[Stored entries]
· · · · · · ·

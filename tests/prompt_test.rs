//! Tests for the line-oriented front end.

mod common;

use std::io::Cursor;

use common::ScriptedSolver;
use wordlebot::{NOT_SOLVED_MESSAGE, Phase, SOLVED_MESSAGE, SessionConfig, run_prompt};

async fn play(solver: &ScriptedSolver, config: SessionConfig, input: &str) -> (Phase, String) {
    let mut output = Vec::new();
    let phase = run_prompt(solver, config, Cursor::new(input.to_string()), &mut output)
        .await
        .expect("Prompt failed");
    (phase, String::from_utf8(output).expect("UTF-8 output"))
}

#[tokio::test]
async fn test_prompt_plays_until_solved() {
    let solver = ScriptedSolver::new([Ok("serai"), Ok("clout"), Ok("done!")]);
    let (phase, output) = play(&solver, SessionConfig::default(), "gxyxx\nGGGGG\n").await;

    assert_eq!(phase, Phase::Solved);
    assert!(output.contains("Guess #1: SERAI"));
    assert!(output.contains("Guess #2: CLOUT"));
    assert!(output.contains("Guess #1: SERAI gxyxx"));
    assert!(output.contains(SOLVED_MESSAGE));
    assert_eq!(solver.requests()[2].len(), 2);
}

#[tokio::test]
async fn test_prompt_reprompts_on_bad_clue() {
    let solver = ScriptedSolver::new([Ok("serai"), Ok("clout")]);
    let (phase, output) = play(&solver, SessionConfig::default(), "abcde\ngg\nggggg\n").await;

    assert_eq!(phase, Phase::Solved);
    assert!(output.contains("Invalid clue character 'a' at position 0"));
    assert!(output.contains("Expected 5 marks but got 2"));
    assert_eq!(solver.request_count(), 2);
}

#[tokio::test]
async fn test_prompt_reports_exhaustion() {
    let config = SessionConfig::new(5, 2).unwrap();
    let solver = ScriptedSolver::always("serai", 2);
    let (phase, output) = play(&solver, config, "xxxxx\nxxxxx\n").await;

    assert_eq!(phase, Phase::Failed);
    assert!(output.contains(NOT_SOLVED_MESSAGE));
    assert_eq!(solver.request_count(), 2);
}

#[tokio::test]
async fn test_prompt_reports_load_failure() {
    let solver = ScriptedSolver::new([Err("API call failed")]);
    let (phase, output) = play(&solver, SessionConfig::default(), "").await;

    assert_eq!(phase, Phase::Loading);
    assert!(output.contains("Error: API call failed"));
}

#[tokio::test]
async fn test_prompt_stops_at_end_of_input() {
    let solver = ScriptedSolver::always("serai", 2);
    let (phase, _output) = play(&solver, SessionConfig::default(), "xxxxx\n").await;

    assert_eq!(phase, Phase::AwaitingInput);
    assert_eq!(solver.request_count(), 2);
}

#[tokio::test]
async fn test_prompt_shows_round_error_and_retries() {
    let solver = ScriptedSolver::new([Ok("serai"), Err("Internal Server Error"), Ok("clout")]);
    let (phase, output) = play(&solver, SessionConfig::default(), "xxxxx\nxxxxx\n").await;

    assert_eq!(phase, Phase::AwaitingInput);
    assert!(output.contains("Error: Internal Server Error"));
    assert!(output.contains("Guess #2: CLOUT"));
}
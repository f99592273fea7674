//! Lifecycle phases of a session.

use serde::{Deserialize, Serialize};

/// Where a session is in its lifecycle.
///
/// ```text
/// Loading -> AwaitingInput <-> Submitting -> Solved
///                  |                |
///                  +-----> Failed <-+
/// ```
#[derive(Debug, Clone, Copy, PartialEq, Eq, Hash, Serialize, Deserialize, strum::Display)]
pub enum Phase {
    /// Waiting for the first candidate word.
    Loading,
    /// Candidate present; marks may be toggled and submitted.
    AwaitingInput,
    /// A solver request is in flight.
    Submitting,
    /// The puzzle was solved.
    Solved,
    /// The attempt budget ran out.
    Failed,
}

impl Phase {
    /// Returns true for `Solved` and `Failed`.
    pub fn is_terminal(self) -> bool {
        matches!(self, Phase::Solved | Phase::Failed)
    }

    /// Returns true if the player may toggle marks and submit.
    pub fn is_interactive(self) -> bool {
        matches!(self, Phase::AwaitingInput)
    }
}
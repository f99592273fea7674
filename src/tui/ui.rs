//! Stateless UI rendering for a WordleBot session.

use ratatui::{
    Frame,
    layout::{Alignment, Constraint, Direction, Layout, Rect},
    style::{Color, Modifier, Style},
    text::{Line, Span},
    widgets::{Block, Borders, Paragraph, Wrap},
};

use super::app::App;
use crate::clue::{ClueCode, LetterMark};
use crate::session::Phase;

/// Wordle green.
const GREEN: Color = Color::Rgb(0x6a, 0xa9, 0x64);
/// Wordle yellow.
const YELLOW: Color = Color::Rgb(0xc9, 0xb4, 0x58);

/// Background colour for a mark.
pub fn mark_color(mark: LetterMark) -> Color {
    match mark {
        LetterMark::Unknown => Color::White,
        LetterMark::Misplaced => YELLOW,
        LetterMark::Correct => GREEN,
    }
}

fn mark_style(mark: LetterMark) -> Style {
    let fg = match mark {
        LetterMark::Unknown => Color::Black,
        _ => Color::White,
    };
    Style::default()
        .bg(mark_color(mark))
        .fg(fg)
        .add_modifier(Modifier::BOLD)
}

/// Renders the whole session.
pub fn draw(frame: &mut Frame, app: &App) {
    let area = frame.area();

    let chunks = Layout::default()
        .direction(Direction::Vertical)
        .constraints([
            Constraint::Length(3), // Title
            Constraint::Length(9), // Current round
            Constraint::Length(3), // Status
            Constraint::Min(3),    // History
            Constraint::Length(1), // Help
        ])
        .split(area);

    let title = Paragraph::new("WordleBot")
        .style(Style::default().fg(Color::Cyan).add_modifier(Modifier::BOLD))
        .alignment(Alignment::Center)
        .block(Block::default().borders(Borders::BOTTOM));
    frame.render_widget(title, chunks[0]);

    draw_round(frame, chunks[1], app);
    draw_status(frame, chunks[2], app);
    draw_history(frame, chunks[3], app);

    let help = Paragraph::new("←/→ move  space/1-9 toggle  enter submit  q quit")
        .style(Style::default().fg(Color::DarkGray))
        .alignment(Alignment::Center);
    frame.render_widget(help, chunks[4]);
}

fn draw_round(frame: &mut Frame, area: Rect, app: &App) {
    let state = app.controller().state();

    if state.phase() == Phase::Loading {
        let text = if state.error().is_some() {
            "Could not load a first guess."
        } else {
            "Loading..."
        };
        let loading = Paragraph::new(text).alignment(Alignment::Center);
        frame.render_widget(loading, area);
        return;
    }

    let letters: Vec<char> = state.candidate().chars().collect();

    let word_spans: Vec<Span> = letters
        .iter()
        .map(|letter| {
            Span::styled(
                format!(" {} ", letter.to_ascii_uppercase()),
                mark_style(LetterMark::Unknown),
            )
        })
        .flat_map(|span| [span, Span::raw(" ")])
        .collect();

    let clue_spans: Vec<Span> = state
        .marks()
        .iter()
        .enumerate()
        .map(|(index, mark)| {
            let letter = letters.get(index).copied().unwrap_or(' ');
            let mut style = mark_style(*mark);
            if index == app.cursor() && state.phase().is_interactive() {
                style = style.add_modifier(Modifier::UNDERLINED | Modifier::REVERSED);
            }
            Span::styled(format!(" {} ", letter.to_ascii_uppercase()), style)
        })
        .flat_map(|span| [span, Span::raw(" ")])
        .collect();

    let text = vec![
        Line::from(Span::styled(
            format!("Guess #{}", state.guess_number()),
            Style::default().add_modifier(Modifier::BOLD),
        )),
        Line::from("Word to Guess:"),
        Line::from(word_spans),
        Line::from(""),
        Line::from("What response did you get back?"),
        Line::from(Span::styled(
            "Toggle each letter: white = not in word, yellow = wrong spot, green = right spot.",
            Style::default().fg(Color::DarkGray),
        )),
        Line::from(clue_spans),
    ];

    let round = Paragraph::new(text)
        .alignment(Alignment::Center)
        .wrap(Wrap { trim: true });
    frame.render_widget(round, area);
}

fn draw_status(frame: &mut Frame, area: Rect, app: &App) {
    let state = app.controller().state();

    let (text, style) = if state.phase() == Phase::Submitting {
        ("Submitting...".to_string(), Style::default().fg(Color::Yellow))
    } else if let Some(success) = state.success() {
        (success.to_string(), Style::default().fg(GREEN))
    } else if let Some(error) = state.error() {
        (error.to_string(), Style::default().fg(Color::Red))
    } else {
        (String::new(), Style::default())
    };

    let status = Paragraph::new(text)
        .style(style)
        .alignment(Alignment::Center)
        .block(Block::default().borders(Borders::ALL));
    frame.render_widget(status, area);
}

fn draw_history(frame: &mut Frame, area: Rect, app: &App) {
    let history = app.controller().state().history();

    let lines: Vec<Line> = history
        .iter()
        .enumerate()
        .map(|(index, record)| {
            let mut spans = vec![Span::raw(format!(
                "Guess #{}: {}  ",
                index + 1,
                record.word().to_uppercase()
            ))];
            spans.extend(
                record
                    .word()
                    .chars()
                    .zip(record.clue().codes())
                    .map(|(letter, code)| {
                        Span::styled(
                            format!(" {} ", letter.to_ascii_uppercase()),
                            mark_style(ClueCode::mark(*code)),
                        )
                    })
                    .flat_map(|span| [span, Span::raw(" ")]),
            );
            Line::from(spans)
        })
        .collect();

    let list = Paragraph::new(lines)
        .alignment(Alignment::Center)
        .block(Block::default().title("Guesses").borders(Borders::ALL));
    frame.render_widget(list, area);
}
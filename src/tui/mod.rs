//! Terminal UI for WordleBot.

mod app;
mod input;
mod ui;

pub use app::{App, AppAction};
pub use input::{digit_position, move_cursor};
pub use ui::{draw, mark_color};

use std::io::{self, Stdout};

use anyhow::Result;
use crossterm::{
    event::{self, Event, KeyEventKind},
    execute,
    terminal::{EnterAlternateScreen, LeaveAlternateScreen, disable_raw_mode, enable_raw_mode},
};
use ratatui::{Terminal, backend::CrosstermBackend};
use tokio::time::Duration;
use tracing::{error, info, instrument, warn};

use crate::config::SessionConfig;
use crate::session::{SessionController, SubmitDecision};
use crate::solver::Solver;

type Term = Terminal<CrosstermBackend<Stdout>>;

/// Runs one interactive session in the terminal.
pub async fn run_tui<S: Solver + ?Sized>(solver: &S, config: SessionConfig) -> Result<()> {
    // Log to a file so output does not interfere with the TUI
    let log_file = std::fs::File::create("wordlebot.log")?;
    let _ = tracing_subscriber::fmt()
        .with_env_filter(
            tracing_subscriber::EnvFilter::try_from_default_env()
                .unwrap_or_else(|_| tracing_subscriber::EnvFilter::new("info")),
        )
        .with_writer(std::sync::Arc::new(log_file))
        .with_ansi(false)
        .try_init();

    info!("Starting WordleBot TUI");

    enable_raw_mode()?;
    let mut stdout = io::stdout();
    execute!(stdout, EnterAlternateScreen)?;
    let backend = CrosstermBackend::new(stdout);
    let mut terminal = Terminal::new(backend)?;

    let mut app = App::new(SessionController::new(config));
    let res = run_session(&mut terminal, &mut app, solver).await;

    disable_raw_mode()?;
    execute!(terminal.backend_mut(), LeaveAlternateScreen)?;
    terminal.show_cursor()?;

    if let Err(err) = &res {
        error!(error = ?err, "Session loop error");
    }

    res
}

/// Event loop: load the first guess, then react to keys until quit.
#[instrument(skip_all)]
async fn run_session<S: Solver + ?Sized>(terminal: &mut Term, app: &mut App, solver: &S) -> Result<()> {
    terminal.draw(|f| draw(f, app))?;

    app.controller_mut().begin_start()?;
    let result = solver.next_guess(&[]).await;
    app.controller_mut().finish_start(result)?;

    loop {
        terminal.draw(|f| draw(f, app))?;

        if !event::poll(Duration::from_millis(100))? {
            continue;
        }
        let Event::Key(key) = event::read()? else {
            continue;
        };
        // Skip key release events (crossterm fires both press and release).
        if key.kind == KeyEventKind::Release {
            continue;
        }

        match app.handle_key(key) {
            AppAction::Quit => {
                info!("User quit");
                return Ok(());
            }
            AppAction::Submit => match app.controller_mut().begin_submit() {
                Ok(SubmitDecision::Request(pending)) => {
                    terminal.draw(|f| draw(f, app))?;
                    let result = solver.next_guess(pending.request()).await;
                    app.controller_mut().finish_submit(pending, result)?;
                }
                Ok(SubmitDecision::Exhausted) => {}
                Err(e) => warn!(error = %e, "Submit rejected"),
            },
            AppAction::None => {}
        }
    }
}
//! Core IMAP types.

#![allow(clippy::missing_const_for_fn)]

mod flags;
mod folder;
mod sequence;
mod status;

pub use flags::{Flag, Flags};
pub use folder::{FolderEntry, FolderFlag, FolderFlags};
pub use sequence::{SeqNum, SequenceSet};
pub use status::Status;

#[cfg(test)]
mod tests {
    use super::*;

    #[test]
    fn test_status_parse() {
        assert_eq!(Status::parse("ok"), Some(Status::Ok));
        assert_eq!(Status::parse("NO"), Some(Status::No));
        assert_eq!(Status::parse("BAD"), Some(Status::Bad));
        assert_eq!(Status::parse("MAYBE"), None);
        assert!(Status::PreAuth.is_ok());
        assert!(!Status::No.is_ok());
    }
}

· · · · · · ·

REQUIRED ACTION: Out of the data above, set down the lines from the one with "let fg = match" to the one with "let text = if", both included, exactly as written and with no additions.

ANSWER SPACE:
    let fg = match mark {
        LetterMark::Unknown => Color::Black,
        _ => Color::White,
    };
    Style::default()
        .bg(mark_color(mark))
        .fg(fg)
        .add_modifier(Modifier::BOLD)
}

/// Renders the whole session.
pub fn draw(frame: &mut Frame, app: &App) {
    let area = frame.area();

    let chunks = Layout::default()
        .direction(Direction::Vertical)
        .constraints([
            Constraint::Length(3), // Title
            Constraint::Length(9), // Current round
            Constraint::Length(3), // Status
            Constraint::Min(3),    // History
            Constraint::Length(1), // Help
        ])
        .split(area);

    let title = Paragraph::new("WordleBot")
        .style(Style::default().fg(Color::Cyan).add_modifier(Modifier::BOLD))
        .alignment(Alignment::Center)
        .block(Block::default().borders(Borders::BOTTOM));
    frame.render_widget(title, chunks[0]);

    draw_round(frame, chunks[1], app);
    draw_status(frame, chunks[2], app);
    draw_history(frame, chunks[3], app);

    let help = Paragraph::new("←/→ move  space/1-9 toggle  enter submit  q quit")
        .style(Style::default().fg(Color::DarkGray))
        .alignment(Alignment::Center);
    frame.render_widget(help, chunks[4]);
}

fn draw_round(frame: &mut Frame, area: Rect, app: &App) {
    let state = app.controller().state();

    if state.phase() == Phase::Loading {
        let text = if state.error().is_some() {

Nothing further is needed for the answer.